Over the weekend of July 22, 2017 we sailed citizenWendy from Worton Creek to Annapolis. A line of summer squalls was forecasted for 5:00 pm and we wanted to be securely anchored before they hit. A steady WNW wind of 5-10 knots and an outgoing tide made the 45 mile trip south ahead of the storm achievable, but a little assist from the citzenWendy's 40 horsepower diesel provided timely arrival insurance. As it turned out we needed it.

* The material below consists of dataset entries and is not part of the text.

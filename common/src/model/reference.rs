//! Named reference lists: forest units, products and species.
//!
//! Each list is just a set of unique names. Rows store the name itself rather
//! than a foreign key, so `ReferenceKind` also records which row column (and,
//! for products and species, which purchase column) holds a given name; the
//! backend uses that to refuse deleting a name that is still in use.

use serde::{Deserialize, Serialize};

#[derive(Debug, Clone, Copy, PartialEq, Eq, Hash, Serialize, Deserialize)]
#[serde(rename_all = "snake_case")]
pub enum ReferenceKind {
    Forest,
    Product,
    Species,
}

impl ReferenceKind {
    pub const ALL: [ReferenceKind; 3] = [
        ReferenceKind::Forest,
        ReferenceKind::Product,
        ReferenceKind::Species,
    ];

    /// Datastore table and URL segment (`/api/<collection>`).
    pub fn collection(self) -> &'static str {
        match self {
            ReferenceKind::Forest => "forests",
            ReferenceKind::Product => "products",
            ReferenceKind::Species => "species",
        }
    }

    /// Row (and purchase) column holding a name of this kind.
    pub fn column(self) -> &'static str {
        match self {
            ReferenceKind::Forest => "forest",
            ReferenceKind::Product => "product",
            ReferenceKind::Species => "species",
        }
    }

    pub fn used_by_purchases(self) -> bool {
        !matches!(self, ReferenceKind::Forest)
    }

    pub fn label(self) -> &'static str {
        match self {
            ReferenceKind::Forest => "Forest unit",
            ReferenceKind::Product => "Product",
            ReferenceKind::Species => "Species",
        }
    }
}

/// A reference entry as some clients send it: a bare string or a `{name}` record.
#[derive(Debug, Clone, PartialEq, Deserialize)]
#[serde(untagged)]
pub enum ReferenceName {
    Plain(String),
    Record { name: String },
}

impl ReferenceName {
    pub fn into_name(self) -> String {
        match self {
            ReferenceName::Plain(name) | ReferenceName::Record { name } => name,
        }
    }
}

/// Collapses a mixed list into trimmed, non-empty, first-seen-unique names.
pub fn normalize_names<I>(entries: I) -> Vec<String>
where
    I: IntoIterator<Item = ReferenceName>,
{
    let mut names: Vec<String> = Vec::new();
    for entry in entries {
        let name = entry.into_name().trim().to_string();
        if !name.is_empty() && !names.contains(&name) {
            names.push(name);
        }
    }
    names
}

#[cfg(test)]
mod tests {
    use super::*;

    #[test]
    fn mixed_shapes_normalize_to_names() {
        let entries: Vec<ReferenceName> =
            serde_json::from_str(r#"["Oak", {"name": " Pine "}, "", {"name": "Oak"}]"#).unwrap();
        assert_eq!(normalize_names(entries), vec!["Oak", "Pine"]);
    }

    #[test]
    fn only_forests_are_unused_by_purchases() {
        let in_purchases: Vec<_> = ReferenceKind::ALL
            .iter()
            .filter(|kind| kind.used_by_purchases())
            .map(|kind| kind.column())
            .collect();
        assert_eq!(in_purchases, vec!["product", "species"]);
    }
}
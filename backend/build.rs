use std::fs;
use std::path::Path;

const PLACEHOLDER: &str = "<!DOCTYPE html>
<html>
  <head><meta charset=\"utf-8\"><title>Sales plans</title></head>
  <body><p>The editor has not been built. Run <code>trunk build --release</code> in <code>frontend/</code>.</p></body>
</html>
";

fn main() {
    let out_dir = Path::new("static");
    let dist_dir = Path::new("../frontend/dist");

    if dist_dir.exists() {
        let _ = fs::remove_dir_all(out_dir);
        fs::create_dir_all(out_dir).unwrap();
        fs_extra::dir::copy(
            dist_dir,
            out_dir,
            &fs_extra::dir::CopyOptions::new().overwrite(true).copy_inside(true),
        )
            .unwrap();
    } else if !out_dir.join("dist").join("index.html").exists() {
        fs::create_dir_all(out_dir.join("dist")).unwrap();
        fs::write(out_dir.join("dist").join("index.html"), PLACEHOLDER).unwrap();
    }
    println!("cargo:rerun-if-changed=../frontend/dist");
}
use serde::{Deserialize, Serialize};

use super::lenient;

/// A historical purchase, used as the fill-in template for a buyer.
///
/// Unique on `(buyer, product, species)`.
#[derive(Debug, Clone, Default, PartialEq, Serialize, Deserialize)]
pub struct Purchase {
    #[serde(default, deserialize_with = "lenient::text")]
    pub buyer: String,
    #[serde(default, deserialize_with = "lenient::text")]
    pub product: String,
    #[serde(default, deserialize_with = "lenient::text")]
    pub species: String,
    #[serde(default, deserialize_with = "lenient::number")]
    pub volume: f64,
    #[serde(default, deserialize_with = "lenient::number")]
    pub amount: f64,
}

impl Purchase {
    pub fn key(&self) -> PurchaseKey {
        PurchaseKey {
            buyer: self.buyer.clone(),
            product: self.product.clone(),
            species: self.species.clone(),
        }
    }
}

/// The unique part of a [`Purchase`]; the body of a delete request.
#[derive(Debug, Clone, Default, PartialEq, Eq, Hash, Serialize, Deserialize)]
pub struct PurchaseKey {
    #[serde(default)]
    pub buyer: String,
    #[serde(default)]
    pub product: String,
    #[serde(default)]
    pub species: String,
}

impl PurchaseKey {
    pub fn is_complete(&self) -> bool {
        [&self.buyer, &self.product, &self.species]
            .iter()
            .all(|field| !field.trim().is_empty())
    }
}
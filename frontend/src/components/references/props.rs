use yew::prelude::*;

use crate::api::References;

#[derive(Properties, PartialEq, Clone)]
pub struct ReferencesProps {
    /// Current lists, owned by the plan editor.
    pub references: References,

    /// Fired after any successful add or delete so the owner can reload.
    pub on_changed: Callback<()>,
}
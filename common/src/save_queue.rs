//! Quiet-period coalescing of outgoing saves.
//!
//! Every edit calls [`SaveQueue::schedule`], which pushes the deadline back by
//! the quiet period. When the deadline passes, [`SaveQueue::take_ready`] hands
//! out a single write permit; the caller then sends the store's *current*
//! snapshot, so a burst of edits becomes one request carrying the latest state.
//!
//! At most one write is in flight. Edits made while it is outstanding keep the
//! queue dirty, and [`SaveQueue::finish`] reports how long to wait before the
//! next write may go out.
//!
//! Time is passed in as a [`Duration`] since any fixed origin so the queue works
//! the same under a browser clock and in tests.

use std::time::Duration;

pub const DEFAULT_QUIET_PERIOD: Duration = Duration::from_millis(1000);

#[derive(Debug, Clone)]
pub struct SaveQueue {
    quiet: Duration,
    deadline: Option<Duration>,
    in_flight: bool,
}

impl Default for SaveQueue {
    fn default() -> Self {
        Self::new(DEFAULT_QUIET_PERIOD)
    }
}

impl SaveQueue {
    pub fn new(quiet: Duration) -> Self {
        Self {
            quiet,
            deadline: None,
            in_flight: false,
        }
    }

    /// Records an edit at `now`. Returns the delay after which the caller
    /// should call [`take_ready`](Self::take_ready).
    pub fn schedule(&mut self, now: Duration) -> Duration {
        self.deadline = Some(now + self.quiet);
        self.quiet
    }

    /// Makes pending work due immediately (used after creating a table).
    pub fn schedule_now(&mut self, now: Duration) {
        self.deadline = Some(now);
    }

    /// Hands out the write permit if work is pending, its deadline has passed
    /// and no write is outstanding.
    pub fn take_ready(&mut self, now: Duration) -> bool {
        match self.deadline {
            Some(deadline) if !self.in_flight && now >= deadline => {
                self.deadline = None;
                self.in_flight = true;
                true
            }
            _ => false,
        }
    }

    /// Releases the write permit. Returns the delay until the next write is
    /// due when more edits arrived meanwhile.
    pub fn finish(&mut self, now: Duration) -> Option<Duration> {
        self.in_flight = false;
        self.delay_until_due(now)
    }

    /// Remaining wait before pending work is due, `None` when nothing is pending.
    pub fn delay_until_due(&self, now: Duration) -> Option<Duration> {
        self.deadline
            .map(|deadline| deadline.checked_sub(now).unwrap_or(Duration::ZERO))
    }

    /// Drops pending work. An outstanding write is not affected.
    pub fn cancel(&mut self) {
        self.deadline = None;
    }

    pub fn is_pending(&self) -> bool {
        self.deadline.is_some()
    }

    pub fn is_in_flight(&self) -> bool {
        self.in_flight
    }
}
//! # Reference List Service
//!
//! The forest, product and species lists share one implementation; each kind
//! gets its own scope (`/api/forests`, `/api/products`, `/api/species`) with
//! the [`ReferenceKind`] stored as scope data:
//!
//! * **`GET /`**: names ordered alphabetically.
//! * **`POST /`** `{name}`: adds a trimmed name; an existing name is a no-op.
//! * **`DELETE /`** `{name}`: removes a name unless a row (or, for products
//!   and species, a purchase) still uses it.

mod create;
mod delete;
mod list;

use actix_web::web::{self, delete, get, post, scope};
use actix_web::Scope;
use common::model::reference::ReferenceKind;

use crate::error::ApiError;

pub fn configure_routes(kind: ReferenceKind) -> Scope {
    scope(&format!("/api/{}", kind.collection()))
        .app_data(web::Data::new(kind))
        .route("", get().to(list::process))
        .route("", post().to(create::process))
        .route("", delete().to(delete::process))
}

fn required_name(name: &str) -> Result<&str, ApiError> {
    let name = name.trim();
    if name.is_empty() {
        return Err(ApiError::Validation("name is required".to_string()));
    }
    Ok(name)
}

#[cfg(test)]
mod tests {
    use crate::db;
    use crate::services::testing;
    use actix_web::http::StatusCode;
    use actix_web::{test, App};
    use common::model::row::Row;
    use common::responses::ErrorBody;
    use serde_json::json;

    #[actix_web::test]
    async fn names_are_trimmed_unique_and_sorted() {
        let app = test::init_service(App::new().configure(testing::app(testing::memory_db()))).await;
        for name in ["Pine", " Oak ", "Pine", "Ash"] {
            let req = test::TestRequest::post()
                .uri("/api/species")
                .set_json(json!({ "name": name }))
                .to_request();
            assert_eq!(test::call_service(&app, req).await.status(), StatusCode::CREATED);
        }
        let req = test::TestRequest::get().uri("/api/species").to_request();
        let names: Vec<String> = test::call_and_read_body_json(&app, req).await;
        assert_eq!(names, vec!["Ash", "Oak", "Pine"]);

        let req = test::TestRequest::get().uri("/api/forests").to_request();
        let names: Vec<String> = test::call_and_read_body_json(&app, req).await;
        assert!(names.is_empty());

        let req = test::TestRequest::post()
            .uri("/api/products")
            .set_json(json!({ "name": "   " }))
            .to_request();
        assert_eq!(test::call_service(&app, req).await.status(), StatusCode::BAD_REQUEST);
    }

    #[actix_web::test]
    async fn names_in_use_cannot_be_deleted() {
        let db = testing::memory_db();
        db.with_conn(|conn| {
            conn.execute("INSERT INTO forests (name) VALUES ('North'), ('South')", [])?;
            conn.execute("INSERT INTO products (name) VALUES ('Logs')", [])?;
            conn.execute(
                "INSERT INTO purchases (buyer, product, species, volume, amount)
                 VALUES ('Acme', 'Logs', 'Pine', 1, 1)",
                [],
            )?;
            conn.execute("INSERT INTO tables (date) VALUES ('2024-01-01')", [])?;
            let row = Row {
                forest: "North".into(),
                ..Row::default()
            };
            db::rows::insert(conn, 1, &row)?;
            Ok(())
        })
        .unwrap();
        let app = test::init_service(App::new().configure(testing::app(db))).await;

        let req = test::TestRequest::delete()
            .uri("/api/forests")
            .set_json(json!({ "name": "North" }))
            .to_request();
        let resp = test::call_service(&app, req).await;
        assert_eq!(resp.status(), StatusCode::CONFLICT);
        let body: ErrorBody = test::read_body_json(resp).await;
        assert!(body.error.contains("North"));

        let req = test::TestRequest::delete()
            .uri("/api/products")
            .set_json(json!({ "name": "Logs" }))
            .to_request();
        assert_eq!(test::call_service(&app, req).await.status(), StatusCode::CONFLICT);

        let req = test::TestRequest::delete()
            .uri("/api/forests")
            .set_json(json!({ "name": "South" }))
            .to_request();
        assert_eq!(test::call_service(&app, req).await.status(), StatusCode::OK);

        let req = test::TestRequest::delete()
            .uri("/api/forests")
            .set_json(json!({ "name": "South" }))
            .to_request();
        assert_eq!(test::call_service(&app, req).await.status(), StatusCode::NOT_FOUND);
    }
}
use yew::prelude::*;

use common::view::PlanView;

use super::helpers::format_quantity;

/// Horizontal bars of planned volume per forest unit, scaled to the largest.
pub fn forest_chart(view: &PlanView) -> Html {
    if view.forest_volumes.is_empty() {
        return html! {};
    }
    let peak = view.peak_forest_volume();
    html! {
        <div class="forest-chart">
            <h4>{ "Volume by forest unit (m³)" }</h4>
            { for view.forest_volumes.iter().map(|entry| {
                let width = if peak > 0.0 { entry.volume / peak * 100.0 } else { 0.0 };
                html! {
                    <div class="chart-row">
                        <span class="chart-label">{ entry.forest.clone() }</span>
                        <div class="chart-track">
                            <div class="chart-bar" style={format!("width: {:.1}%;", width)} />
                        </div>
                        <span class="chart-value">{ format_quantity(entry.volume) }</span>
                    </div>
                }
            }) }
        </div>
    }
}
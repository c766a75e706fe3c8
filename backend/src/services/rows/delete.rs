use actix_web::{web, HttpResponse};
use common::requests::RowIdQuery;
use common::responses::Message;

use super::required_id;
use crate::db::{self, DbState};
use crate::error::ApiError;

pub async fn process(
    db: web::Data<DbState>,
    query: web::Query<RowIdQuery>,
) -> Result<HttpResponse, ApiError> {
    let id = required_id(query.id)?;
    if !db.with_conn(|conn| db::rows::delete(conn, id))? {
        return Err(ApiError::NotFound(format!("row {} not found", id)));
    }
    Ok(HttpResponse::Ok().json(Message::new(format!("row {} deleted", id))))
}

#[cfg(test)]
mod tests {
    use crate::db;
    use crate::services::testing;
    use actix_web::http::StatusCode;
    use actix_web::{test, App};
    use common::model::row::Row;

    #[actix_web::test]
    async fn deletes_once() {
        let db = testing::memory_db();
        let id = db
            .with_conn(|conn| {
                conn.execute("INSERT INTO tables (date) VALUES ('2024-01-01')", [])?;
                db::rows::insert(conn, 1, &Row::blank())
            })
            .unwrap();
        let app = test::init_service(App::new().configure(testing::app(db))).await;

        let uri = format!("/api/rows?id={}", id);
        let req = test::TestRequest::delete().uri(&uri).to_request();
        assert_eq!(test::call_service(&app, req).await.status(), StatusCode::OK);
        let req = test::TestRequest::delete().uri(&uri).to_request();
        assert_eq!(test::call_service(&app, req).await.status(), StatusCode::NOT_FOUND);
    }
}
use std::future::Future;

use gloo_console as console;
use yew::platform::spawn_local;
use yew::prelude::*;

use common::requests::NewPurchaseRequest;

use super::messages::Msg;
use super::state::{PurchaseForm, ReferencesPanel};
use crate::api;
use crate::components::plans::helpers::{alert, confirm};

pub fn update(panel: &mut ReferencesPanel, ctx: &Context<ReferencesPanel>, msg: Msg) -> bool {
    match msg {
        Msg::Toggle => {
            panel.open = !panel.open;
            true
        }

        Msg::SetDraft(kind, value) => {
            panel.drafts.insert(kind, value);
            true
        }

        Msg::AddName(kind) => {
            let name = panel.draft(kind).trim().to_string();
            if name.is_empty() || panel.busy {
                return false;
            }
            if ctx.props().references.names(kind).contains(&name) {
                alert(&format!("{} \"{}\" already exists.", kind.label(), name));
                return false;
            }
            run(panel, ctx, api::add_name(kind, name), move |result| {
                Msg::Done(result, Some(kind))
            });
            true
        }

        Msg::DeleteName(kind, name) => {
            if panel.busy || !confirm(&format!("Delete {} \"{}\"?", kind.label().to_lowercase(), name)) {
                return false;
            }
            run(panel, ctx, api::delete_name(kind, name), |result| Msg::Done(result, None));
            true
        }

        Msg::SetPurchaseField(field, value) => {
            *panel.purchase.field_mut(field) = value;
            true
        }

        Msg::AddPurchase => {
            if panel.busy {
                return false;
            }
            let form = &panel.purchase;
            let request = match NewPurchaseRequest::from_form(
                &form.buyer,
                &form.product,
                &form.species,
                &form.volume,
                &form.amount,
            ) {
                Ok(request) => request,
                Err(e) => {
                    alert(&format!("Cannot add purchase: {}.", e));
                    return false;
                }
            };
            run(panel, ctx, api::add_purchase(request), Msg::PurchaseAdded);
            true
        }

        Msg::DeletePurchase(key) => {
            let prompt = format!(
                "Delete the purchase of {} {} by {}?",
                key.species, key.product, key.buyer
            );
            if panel.busy || !confirm(&prompt) {
                return false;
            }
            run(panel, ctx, api::delete_purchase(key), |result| Msg::Done(result, None));
            true
        }

        Msg::Done(result, added) => {
            panel.busy = false;
            match result {
                Ok(()) => {
                    if let Some(kind) = added {
                        panel.drafts.remove(&kind);
                    }
                    ctx.props().on_changed.emit(());
                }
                Err(e) => report(&e),
            }
            true
        }

        Msg::PurchaseAdded(result) => {
            panel.busy = false;
            match result {
                Ok(()) => {
                    panel.purchase = PurchaseForm::default();
                    ctx.props().on_changed.emit(());
                }
                Err(e) => report(&e),
            }
            true
        }
    }
}

/// Marks the panel busy and sends the outcome of `request` back as a message.
fn run<F>(
    panel: &mut ReferencesPanel,
    ctx: &Context<ReferencesPanel>,
    request: F,
    into_msg: impl FnOnce(Result<(), String>) -> Msg + 'static,
) where
    F: Future<Output = Result<(), String>> + 'static,
{
    panel.busy = true;
    let link = ctx.link().clone();
    spawn_local(async move {
        link.send_message(into_msg(request.await));
    });
}

fn report(message: &str) {
    console::error!(format!("reference update failed: {}", message));
    alert(message);
}
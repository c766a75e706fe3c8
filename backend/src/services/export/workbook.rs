//! Layout of the exported plan:
//!
//! | row    | content                                                       |
//! |--------|---------------------------------------------------------------|
//! | 1      | title merged across A..G                                      |
//! | 2      | column headers                                                |
//! | 3..    | one line per row: index, text fields, rounded volume/amount   |
//! | last   | `Total:` with the rounded totals                              |

use common::date;
use common::model::row::Row;
use common::view::display_round;
use rust_xlsxwriter::{Color, Format, FormatAlign, FormatBorder, Workbook, XlsxError};

pub const SHEET_NAME: &str = "Plan";

pub const HEADERS: [&str; 7] = [
    "No.",
    "Forest unit",
    "Buyer",
    "Product",
    "Species",
    "Estimated volume (m³)",
    "Estimated amount excl. VAT (UAH)",
];

pub const TOTAL_LABEL: &str = "Total:";

const COLUMN_WIDTHS: [f64; 7] = [8.0, 15.0, 35.0, 25.0, 15.0, 25.0, 30.0];

const TITLE_FILL: u32 = 0x2DDB2D;
const HEADER_FILL: u32 = 0x00B047;
const DATA_FILL: u32 = 0xEFF700;

pub struct PlanSheet<'a> {
    pub date: &'a str,
    pub rows: &'a [Row],
    pub total_volume: f64,
    pub total_amount: f64,
}

pub fn title(date: &str) -> String {
    if date.trim().is_empty() {
        "Estimated sales plan".to_string()
    } else {
        format!("Estimated sales plan for {}", date::display(date))
    }
}

fn cell_format(fill: u32) -> Format {
    Format::new()
        .set_background_color(Color::RGB(fill))
        .set_border(FormatBorder::Thin)
        .set_align(FormatAlign::Center)
        .set_align(FormatAlign::VerticalCenter)
}

/// Renders the sheet and returns the finished file.
pub fn build(sheet: &PlanSheet<'_>) -> Result<Vec<u8>, XlsxError> {
    let mut workbook = Workbook::new();
    let worksheet = workbook.add_worksheet();
    worksheet.set_name(SHEET_NAME)?;
    for (col, width) in COLUMN_WIDTHS.iter().enumerate() {
        worksheet.set_column_width(col as u16, *width)?;
    }

    let title_format = Format::new()
        .set_bold()
        .set_font_size(22)
        .set_background_color(Color::RGB(TITLE_FILL))
        .set_align(FormatAlign::Center)
        .set_align(FormatAlign::VerticalCenter);
    worksheet.set_row_height(0, 36)?;
    worksheet.merge_range(0, 0, 0, 6, &title(sheet.date), &title_format)?;

    let header_format = cell_format(HEADER_FILL).set_bold().set_text_wrap();
    for (col, label) in HEADERS.iter().enumerate() {
        worksheet.write_string_with_format(1, col as u16, *label, &header_format)?;
    }

    let data_format = cell_format(DATA_FILL);
    for (index, row) in sheet.rows.iter().enumerate() {
        let line = 2 + index as u32;
        worksheet.write_number_with_format(line, 0, (index + 1) as f64, &data_format)?;
        worksheet.write_string_with_format(line, 1, &row.forest, &data_format)?;
        worksheet.write_string_with_format(line, 2, &row.buyer, &data_format)?;
        worksheet.write_string_with_format(line, 3, &row.product, &data_format)?;
        worksheet.write_string_with_format(line, 4, &row.species, &data_format)?;
        worksheet.write_number_with_format(line, 5, display_round(row.volume), &data_format)?;
        worksheet.write_number_with_format(line, 6, display_round(row.amount), &data_format)?;
    }

    let totals_format = cell_format(HEADER_FILL).set_bold();
    let totals = 2 + sheet.rows.len() as u32;
    for col in 0..4 {
        worksheet.write_blank(totals, col, &totals_format)?;
    }
    worksheet.write_string_with_format(totals, 4, TOTAL_LABEL, &totals_format)?;
    worksheet.write_number_with_format(totals, 5, display_round(sheet.total_volume), &totals_format)?;
    worksheet.write_number_with_format(totals, 6, display_round(sheet.total_amount), &totals_format)?;

    workbook.save_to_buffer()
}
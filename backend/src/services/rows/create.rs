use actix_web::{web, HttpResponse};
use common::model::row::Row;
use common::requests::NewRowRequest;
use rusqlite::Connection;

use crate::db::{self, DbState};
use crate::error::ApiError;

/// `POST /api/rows`: `201` with the stored row.
pub async fn process(
    db: web::Data<DbState>,
    payload: web::Json<NewRowRequest>,
) -> Result<HttpResponse, ApiError> {
    let row = db.with_conn(|conn| create_row(conn, payload.into_inner()))?;
    Ok(HttpResponse::Created().json(row))
}

fn create_row(conn: &Connection, request: NewRowRequest) -> Result<Row, ApiError> {
    let table_id = request
        .table_id
        .ok_or_else(|| ApiError::Validation("table_id is required".to_string()))?;
    if !db::table_exists(conn, table_id)? {
        return Err(ApiError::NotFound(format!("table {} not found", table_id)));
    }
    let id = db::rows::insert(conn, table_id, &request.into_row(table_id))?;
    db::rows::find(conn, id)?
        .ok_or_else(|| ApiError::Internal(format!("row {} vanished after insert", id)))
}
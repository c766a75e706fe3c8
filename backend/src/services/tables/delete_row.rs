use actix_web::{web, HttpResponse};
use common::requests::DeleteTableRowRequest;
use common::responses::Message;
use log::info;
use rusqlite::Connection;

use crate::db::{self, DbState};
use crate::error::ApiError;

/// `DELETE /api/tables/delete-row`: deletes `rowId` only if it belongs to
/// `tableId`.
pub async fn process(
    db: web::Data<DbState>,
    payload: web::Json<DeleteTableRowRequest>,
) -> Result<HttpResponse, ApiError> {
    let (table_id, row_id) = match (payload.table_id, payload.row_id) {
        (Some(table_id), Some(row_id)) => (table_id, row_id),
        _ => {
            return Err(ApiError::Validation(
                "tableId and rowId are required".to_string(),
            ))
        }
    };
    db.with_conn(|conn| delete_owned_row(conn, table_id, row_id))?;
    Ok(HttpResponse::Ok().json(Message::new(format!("row {} deleted", row_id))))
}

fn delete_owned_row(conn: &Connection, table_id: i64, row_id: i64) -> Result<(), ApiError> {
    let row = db::rows::find(conn, row_id)?
        .ok_or_else(|| ApiError::NotFound(format!("row {} not found", row_id)))?;
    if row.table_id != Some(table_id) {
        return Err(ApiError::Validation(format!(
            "row {} does not belong to table {}",
            row_id, table_id
        )));
    }
    db::rows::delete(conn, row_id)?;
    info!("Deleted row {} of table {}", row_id, table_id);
    Ok(())
}

#[cfg(test)]
mod tests {
    use crate::db;
    use crate::services::testing;
    use actix_web::http::StatusCode;
    use actix_web::{test, App};
    use common::model::row::Row;
    use serde_json::json;

    #[actix_web::test]
    async fn row_must_belong_to_the_named_table() {
        let db = testing::memory_db();
        let row_id = db
            .with_conn(|conn| {
                conn.execute("INSERT INTO tables (date) VALUES ('2024-01-01'), ('2024-02-01')", [])?;
                db::rows::insert(conn, 1, &Row::blank())
            })
            .unwrap();
        let app = test::init_service(App::new().configure(testing::app(db.clone()))).await;

        let req = test::TestRequest::delete()
            .uri("/api/tables/delete-row")
            .set_json(json!({ "tableId": 2, "rowId": row_id }))
            .to_request();
        assert_eq!(test::call_service(&app, req).await.status(), StatusCode::BAD_REQUEST);

        let req = test::TestRequest::delete()
            .uri("/api/tables/delete-row")
            .set_json(json!({ "tableId": 1, "rowId": row_id }))
            .to_request();
        assert_eq!(test::call_service(&app, req).await.status(), StatusCode::OK);

        let req = test::TestRequest::delete()
            .uri("/api/tables/delete-row")
            .set_json(json!({ "tableId": 1, "rowId": row_id }))
            .to_request();
        assert_eq!(test::call_service(&app, req).await.status(), StatusCode::NOT_FOUND);

        let req = test::TestRequest::delete()
            .uri("/api/tables/delete-row")
            .set_json(json!({ "tableId": 1 }))
            .to_request();
        assert_eq!(test::call_service(&app, req).await.status(), StatusCode::BAD_REQUEST);
    }
}
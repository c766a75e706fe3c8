//! Filling a row from the buyer's historical purchase.
//!
//! Choosing a buyer in the editor rewrites product, species, volume and amount
//! together: either all four come from the first purchase recorded for that
//! buyer, or all four are cleared. A row never ends up with a mix of template
//! and stale values.

use crate::model::purchase::Purchase;
use crate::model::row::Row;

/// First purchase whose buyer matches exactly.
pub fn find_template<'a>(buyer: &str, purchases: &'a [Purchase]) -> Option<&'a Purchase> {
    if buyer.is_empty() {
        return None;
    }
    purchases.iter().find(|purchase| purchase.buyer == buyer)
}

/// Sets `row.buyer` and replaces the four dependent fields.
pub fn apply_buyer(row: &mut Row, buyer: &str, purchases: &[Purchase]) {
    row.buyer = buyer.to_string();
    match find_template(buyer, purchases) {
        Some(template) => {
            row.product = template.product.clone();
            row.species = template.species.clone();
            row.volume = template.volume;
            row.amount = template.amount;
        }
        None => {
            row.product.clear();
            row.species.clear();
            row.volume = 0.0;
            row.amount = 0.0;
        }
    }
}

/// Distinct buyers in first-seen order, for the buyer picker.
pub fn buyers(purchases: &[Purchase]) -> Vec<String> {
    let mut names: Vec<String> = Vec::new();
    for purchase in purchases {
        if !names.contains(&purchase.buyer) {
            names.push(purchase.buyer.clone());
        }
    }
    names
}
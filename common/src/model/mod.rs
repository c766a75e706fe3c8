pub mod purchase;
pub mod reference;
pub mod row;
pub mod table;

pub(crate) mod lenient;
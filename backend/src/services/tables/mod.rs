//! # Plan Table Service
//!
//! Routes under `/api/tables`:
//!
//! * **`GET /`**: every table with its rows ([`list::process`]).
//! * **`POST /`**: batch save of the editor's tables; pending tables are
//!   created, and rows are reconciled against what is stored ([`save::process`]).
//! * **`POST /create`**: a new, empty table for a date ([`create::process`]).
//! * **`DELETE /delete`**: a table and all of its rows ([`delete::process`]).
//! * **`DELETE /delete-row`**: one row, after checking it belongs to the given
//!   table ([`delete_row::process`]).

mod create;
mod delete;
mod delete_row;
mod list;
mod save;

use actix_web::web::{delete, get, post, scope};
use actix_web::Scope;

const API_PATH: &str = "/api/tables";

pub fn configure_routes() -> Scope {
    scope(API_PATH)
        .route("", get().to(list::process))
        .route("", post().to(save::process))
        .route("/create", post().to(create::process))
        .route("/delete", delete().to(delete::process))
        .route("/delete-row", delete().to(delete_row::process))
}
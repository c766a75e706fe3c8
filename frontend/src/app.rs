use crate::components::plans::PlanEditor;
use yew::{html, Component, Context, Html};

pub struct App;

impl Component for App {
    type Message = ();
    type Properties = ();

    fn create(_ctx: &Context<Self>) -> Self {
        Self
    }

    fn view(&self, _ctx: &Context<Self>) -> Html {
        html! {
            <main class="app">
                <PlanEditor />
            </main>
        }
    }
}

We pulled out of Green Point Landing (GPL) at 9:30 AM after enjoying a cup of coffee and a bowl of Greek Yogurt with Blueberries and Raspberries and, of course, a banana. One straight tack is all it took to carry us down the bay to Annapolis. On prior outings we had some problems with excessive wear, and annoying squeaking, from the V belt. Jordan Clark from GPL had tightened the belt earlier in the week which seemed to have resolved the issue. Our original goal was to find Wendy's Aunt Ethel's place on Back Creek in Eastport. However, when we got close to Annapolis, we found a boatload (pardon the pun) of activity on the water - go figure, we weren't the only people enjoying a beautiful July Saturday on the Chesapeake Bay. Having never skippered into Annapolis before, I couldn't determine which set of markers were Back Creek's. With the approaching storm, we diverted to a less crowded inlet, Lake Ogleton (which isn't a Lake at all, but rather a little cove with a narrow, shallow entrance channel). We found a little open spot just off a channel marker, lowered the anchor and secured the hatches. And just in time. The line of squalls moved in two hours earlier than forecasted. We congratulated ourselves on the decisions to motor sail and to pull into Lake Ogleton rather than searching for Back Creek.
Just before the storm hit, as the western skies darkened to black, I stood in citizenWendy's cockpit and watched a shirtless boy, maybe 10 years old, sail a 10 foot dinghy up to his home dock. He was standing, using his body weight and his rudder to ease his way home. As he passed a mooring ball, he reached out with his left hand and touched it, not for balance or to push off, but just because it was there. He then rocked the dinghy up to the dock and jumped out. For that brief moment that little boy was the Prince of Lake Ogleton. The last one off the water ahead of the storm. Untethered by a cell phone or electronic navigation aid, no panicky parent on the dock admonishing him to hurry. Just the Prince meandering past his mooring ball, giving it a little touch, confidently rocking his way to the dock.
And then the sky opened up, the wind crescendoed, and I closed the gangway hatch.